[Records provided Boundary: Start]

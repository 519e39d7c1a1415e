use anyhow::{Context, Result};
use clap::{Args, Parser, Subcommand};
use ir_core::config::DEFAULT_CHAMPION_R;
use ir_core::corpus::load_corpus;
use ir_core::query::evaluate;
use ir_core::{Index, Tokenizer, Weighting};
use serde::Serialize;
use tracing_subscriber::{fmt, EnvFilter};

#[derive(Parser)]
#[command(name = "indexer")]
#[command(about = "Build a TF-IDF inverted index over a corpus and run boolean queries against it", long_about = None)]
struct Cli {
    #[command(subcommand)]
    command: Commands,
}

#[derive(Args)]
struct IndexArgs {
    /// Corpus path: a .json/.jsonl file or a directory of them
    #[arg(long)]
    input: String,
    /// Combine tf and idf as tf + idf instead of tf * idf
    #[arg(long, default_value_t = false)]
    additive: bool,
    /// Stem terms with the English Snowball stemmer
    #[arg(long, default_value_t = false)]
    stem: bool,
    /// Drop English stopwords
    #[arg(long, default_value_t = false)]
    stopwords: bool,
}

#[derive(Subcommand)]
enum Commands {
    /// Print document, term and length statistics
    Stats {
        #[command(flatten)]
        index: IndexArgs,
        /// Emit JSON instead of text
        #[arg(long, default_value_t = false)]
        json: bool,
    },
    /// Evaluate a boolean query, e.g. "(rust AND index) OR NOT java"
    Query {
        #[command(flatten)]
        index: IndexArgs,
        #[arg(long, short)]
        query: String,
    },
    /// Print the champion list of a term
    Champions {
        #[command(flatten)]
        index: IndexArgs,
        #[arg(long)]
        term: String,
        #[arg(long, default_value_t = DEFAULT_CHAMPION_R)]
        r: usize,
    },
}

#[derive(Serialize)]
struct Stats {
    num_docs: usize,
    num_terms: usize,
    weighting: Weighting,
    mean_length: f64,
    built_at: String,
}

fn main() -> Result<()> {
    fmt().with_env_filter(EnvFilter::from_default_env()).init();
    let cli = Cli::parse();

    match cli.command {
        Commands::Stats { index, json } => stats(&build(&index)?, json),
        Commands::Query { index, query } => run_query(&build(&index)?, &query),
        Commands::Champions { index, term, r } => champions(build(&index)?, &term, r),
    }
}

fn build(args: &IndexArgs) -> Result<Index> {
    let docs = load_corpus(&args.input).with_context(|| format!("loading corpus from {}", args.input))?;
    let tokenizer = Tokenizer::new().with_stemming(args.stem).with_stopwords_removed(args.stopwords);
    let weighting = if args.additive { Weighting::Sum } else { Weighting::Product };
    let mut index = Index::with_options(tokenizer, weighting);
    index.index_corpus(docs.iter().map(|d| (d.url.as_str(), d.text.as_str())));
    Ok(index)
}

fn stats(index: &Index, json: bool) -> Result<()> {
    let postings = index.postings();
    let ids = index.vocabulary().get_document_ids();
    let lengths: Vec<f64> = ids.iter().filter_map(|&id| postings.get_document_length(id).ok()).collect();
    let mean_length = if lengths.is_empty() { 0.0 } else { lengths.iter().sum::<f64>() / lengths.len() as f64 };
    let stats = Stats {
        num_docs: index.vocabulary().len(),
        num_terms: postings.num_terms(),
        weighting: postings.weighting(),
        mean_length,
        built_at: time::OffsetDateTime::now_utc()
            .format(&time::format_description::well_known::Rfc3339)
            .unwrap_or_default(),
    };
    if json {
        println!("{}", serde_json::to_string_pretty(&stats)?);
    } else {
        println!(
            "docs={} terms={} weighting={:?} mean_length={:.4}",
            stats.num_docs, stats.num_terms, stats.weighting, stats.mean_length
        );
    }
    Ok(())
}

fn run_query(index: &Index, query: &str) -> Result<()> {
    let matches = evaluate(index, query).with_context(|| format!("query {query:?}"))?;
    tracing::info!(query, total_hits = matches.len(), "query evaluated");
    for id in matches {
        println!("{id}\t{}", index.vocabulary().get(id).unwrap_or("?"));
    }
    Ok(())
}

fn champions(mut index: Index, term: &str, r: usize) -> Result<()> {
    index.update_champions(r);
    let Some(normalized) = index.tokenizer().normalize_term(term) else {
        anyhow::bail!("{term:?} does not produce an index term");
    };
    let postings = index.postings();
    let Some(list) = postings.champions(&normalized) else {
        anyhow::bail!("term {normalized:?} does not occur in the corpus");
    };
    for &id in list {
        println!(
            "{id}\t{:.4}\t{}",
            postings.get_tf_idf(&normalized, id),
            index.vocabulary().get(id).unwrap_or("?")
        );
    }
    Ok(())
}
use anyhow::{anyhow, Result};
use clap::Parser;
use crawler::dedup::NearDuplicateFilter;
use crawler::politeness::BackHeap;
use parking_lot::Mutex;
use reqwest::{header, Client, Url};
use scraper::{Html, Selector};
use serde::Serialize;
use sha1::{Digest, Sha1};
use std::collections::{HashMap, HashSet, VecDeque};
use std::fs::{self, File};
use std::io::{BufRead, BufReader, BufWriter, Write};
use std::sync::atomic::{AtomicUsize, Ordering};
use std::sync::Arc;
use std::time::Duration;
use time::format_description::well_known::Rfc3339;
use tokio::time::sleep;
use tracing_subscriber::{fmt, EnvFilter};

#[derive(Parser, Debug)]
#[command(name = "crawler")]
#[command(about = "Crawl the web politely into a JSONL corpus, skipping near-duplicate pages")]
struct Cli {
    /// Path to a file with seed URLs (one per line)
    #[arg(long)]
    seeds: String,
    /// Output JSONL file path
    #[arg(long, default_value = "./sample_data/crawl.jsonl")]
    output: String,
    /// Maximum number of documents to emit
    #[arg(long, default_value_t = 1_000)]
    max_docs: usize,
    /// Maximum pages to crawl per host
    #[arg(long, default_value_t = 10)]
    max_per_host: usize,
    /// Number of workers
    #[arg(long, default_value_t = 16)]
    concurrency: usize,
    /// Request timeout seconds
    #[arg(long, default_value_t = 12)]
    timeout_secs: u64,
    /// Milliseconds to wait between two requests to the same host
    #[arg(long, default_value_t = 1000)]
    delay_ms: u64,
    /// Shared super-shingles that make a page a near-duplicate
    #[arg(long, default_value_t = 2)]
    dup_threshold: usize,
    /// User-Agent string to use for crawling
    #[arg(long, default_value = "ir-crawler/0.1 (+https://example.com/bot)")]
    user_agent: String,
    /// If true, only follow links that remain on the same host as the page
    #[arg(long, default_value_t = true)]
    same_host_only: bool,
}

#[derive(Serialize)]
struct OutDoc<'a> {
    id: String,
    title: &'a str,
    body: &'a str,
    url: &'a str,
    timestamp: String,
}

/// URLs waiting per host. A host is `busy` while it sits in the back heap or
/// a worker is fetching from it; only idle hosts get pushed on enqueue.
#[derive(Default)]
struct Frontier {
    queues: HashMap<String, VecDeque<Url>>,
    busy: HashSet<String>,
    visited_hosts: HashSet<String>,
    seen: HashSet<String>,
    per_host: HashMap<String, usize>,
}

struct Crawl {
    args: Cli,
    client: Client,
    heap: BackHeap,
    frontier: Mutex<Frontier>,
    dedup: Mutex<NearDuplicateFilter>,
    out: Mutex<BufWriter<File>>,
    emitted: AtomicUsize,
    active: AtomicUsize,
}

#[tokio::main]
async fn main() -> Result<()> {
    fmt().with_env_filter(EnvFilter::from_default_env()).init();
    let args = Cli::parse();
    if let Some(dir) = std::path::Path::new(&args.output).parent() {
        fs::create_dir_all(dir).ok();
    }

    let client = Client::builder()
        .user_agent(args.user_agent.clone())
        .redirect(reqwest::redirect::Policy::limited(5))
        .timeout(Duration::from_secs(args.timeout_secs))
        .build()?;

    let crawl = Arc::new(Crawl {
        client,
        heap: BackHeap::new(Duration::from_millis(args.delay_ms)),
        frontier: Mutex::new(Frontier::default()),
        dedup: Mutex::new(NearDuplicateFilter::new(args.dup_threshold)),
        out: Mutex::new(BufWriter::new(File::create(&args.output)?)),
        emitted: AtomicUsize::new(0),
        active: AtomicUsize::new(0),
        args,
    });

    let mut seeds = 0usize;
    for line in BufReader::new(File::open(&crawl.args.seeds)?).lines() {
        let s = line?.trim().to_string();
        if s.is_empty() || s.starts_with('#') { continue; }
        let u = Url::parse(&s).or_else(|_| Url::parse(&format!("https://{}", s)));
        if let Ok(u) = u {
            crawl.enqueue(u);
            seeds += 1;
        }
    }
    if seeds == 0 { return Err(anyhow!("no valid seeds")); }
    tracing::info!(
        seeds,
        max_docs = crawl.args.max_docs,
        concurrency = crawl.args.concurrency,
        output = %crawl.args.output,
        "crawl started"
    );

    let workers: Vec<_> = (0..crawl.args.concurrency.max(1)).map(|_| tokio::spawn(worker(crawl.clone()))).collect();
    for w in workers {
        w.await?;
    }
    crawl.out.lock().flush()?;

    let frontier = crawl.frontier.lock();
    tracing::info!(
        emitted = crawl.emitted.load(Ordering::SeqCst),
        visited = frontier.seen.len(),
        hosts = frontier.visited_hosts.len(),
        output = %crawl.args.output,
        "crawl done"
    );
    Ok(())
}

async fn worker(crawl: Arc<Crawl>) {
    while crawl.emitted.load(Ordering::SeqCst) < crawl.args.max_docs {
        crawl.active.fetch_add(1, Ordering::SeqCst);
        let Some((wait, host)) = crawl.heap.pop_host() else {
            // Nothing scheduled; stop once no other worker can add more.
            if crawl.active.fetch_sub(1, Ordering::SeqCst) == 1 {
                break;
            }
            sleep(Duration::from_millis(50)).await;
            continue;
        };
        sleep(wait).await;

        let next = crawl.frontier.lock().queues.get_mut(&host).and_then(VecDeque::pop_front);
        if let Some(url) = next {
            crawl.visit(url).await;
        }
        crawl.release(&host);
        crawl.active.fetch_sub(1, Ordering::SeqCst);
    }
}

impl Crawl {
    fn enqueue(&self, url: Url) {
        let Some(host) = url.host_str().map(str::to_string) else { return };
        let mut frontier = self.frontier.lock();
        if !frontier.seen.insert(norm(&url)) { return; }
        let count = frontier.per_host.entry(host.clone()).or_insert(0);
        if *count >= self.args.max_per_host { return; }
        *count += 1;

        frontier.queues.entry(host.clone()).or_default().push_back(url);
        if frontier.busy.insert(host.clone()) {
            let delay = frontier.visited_hosts.contains(&host);
            self.heap.push_host(&host, delay);
        }
    }

    /// Reschedule `host` after a fetch if it still has work, else mark it idle.
    fn release(&self, host: &str) {
        let mut frontier = self.frontier.lock();
        frontier.visited_hosts.insert(host.to_string());
        if frontier.queues.get(host).map_or(false, |q| !q.is_empty()) {
            self.heap.push_host(host, true);
        } else {
            frontier.busy.remove(host);
        }
    }

    async fn visit(&self, url: Url) {
        let Some(page) = self.fetch(&url).await else { return };

        match self.dedup.lock().check_and_insert(&page.body) {
            Ok(true) => {
                tracing::debug!(%url, "near-duplicate skipped");
                return;
            }
            Ok(false) => {}
            Err(e) => tracing::warn!(%url, error = %e, "fingerprinting failed"),
        }

        for link in page.links {
            if self.args.same_host_only && link.host_str() != url.host_str() { continue; }
            self.enqueue(link);
        }

        let u = norm(&url);
        let mut hasher = Sha1::new();
        hasher.update(u.as_bytes());
        let id = format!("{:x}", hasher.finalize());
        let ts = time::OffsetDateTime::now_utc().format(&Rfc3339).unwrap_or_default();
        let rec = OutDoc { id, title: &page.title, body: &page.body, url: &u, timestamp: ts };
        let written = {
            let mut out = self.out.lock();
            serde_json::to_writer(&mut *out, &rec)
                .map_err(std::io::Error::from)
                .and_then(|()| out.write_all(b"\n"))
        };
        if let Err(e) = written {
            tracing::warn!(%url, error = %e, "failed to write document");
            return;
        }
        let emitted = self.emitted.fetch_add(1, Ordering::SeqCst) + 1;
        if emitted % 100 == 0 {
            tracing::info!(emitted, hosts = self.heap.len(), "progress");
        }
    }

    async fn fetch(&self, url: &Url) -> Option<Page> {
        let resp = match self.client.get(url.clone()).send().await {
            Ok(resp) => resp,
            Err(e) => {
                tracing::debug!(%url, error = %e, "fetch failed");
                return None;
            }
        };
        if !resp.status().is_success() { return None; }
        if let Some(ct) = resp.headers().get(header::CONTENT_TYPE) {
            if let Ok(v) = ct.to_str() { if !v.starts_with("text/html") { return None; } }
        }
        let bytes = resp.bytes().await.ok()?;
        if bytes.len() > 2 * 1024 * 1024 { return None; }
        Some(extract(&String::from_utf8_lossy(&bytes), url))
    }
}

struct Page {
    title: String,
    body: String,
    links: Vec<Url>,
}

fn extract(html: &str, url: &Url) -> Page {
    let sel_title = Selector::parse("title").expect("valid selector");
    let sel_body = Selector::parse("body").expect("valid selector");
    let sel_a = Selector::parse("a").expect("valid selector");

    let doc = Html::parse_document(html);
    let title = doc.select(&sel_title).next().map(|n| n.text().collect::<String>()).unwrap_or_default();
    let body = doc
        .select(&sel_body)
        .next()
        .map(|n| n.text().flat_map(str::split_whitespace).collect::<Vec<_>>().join(" "))
        .unwrap_or_default();

    let mut links = Vec::new();
    for a in doc.select(&sel_a) {
        if let Some(h) = a.value().attr("href") {
            if let Ok(u) = Url::parse(h).or_else(|_| url.join(h)) {
                if u.scheme().starts_with("http") { links.push(u); }
            }
        }
    }
    Page { title: title.trim().to_string(), body, links }
}

fn norm(u: &Url) -> String { let mut s = u.clone(); s.set_fragment(None); s.to_string() }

[Records provided Boundary: End]

*Work required*. When a line of the records has the word "stopwords", pick it out and copy it.

*Output*.
    /// Drop English stopwords
    stopwords: bool,
    let tokenizer = Tokenizer::new().with_stemming(args.stem).with_stopwords_removed(args.stopwords);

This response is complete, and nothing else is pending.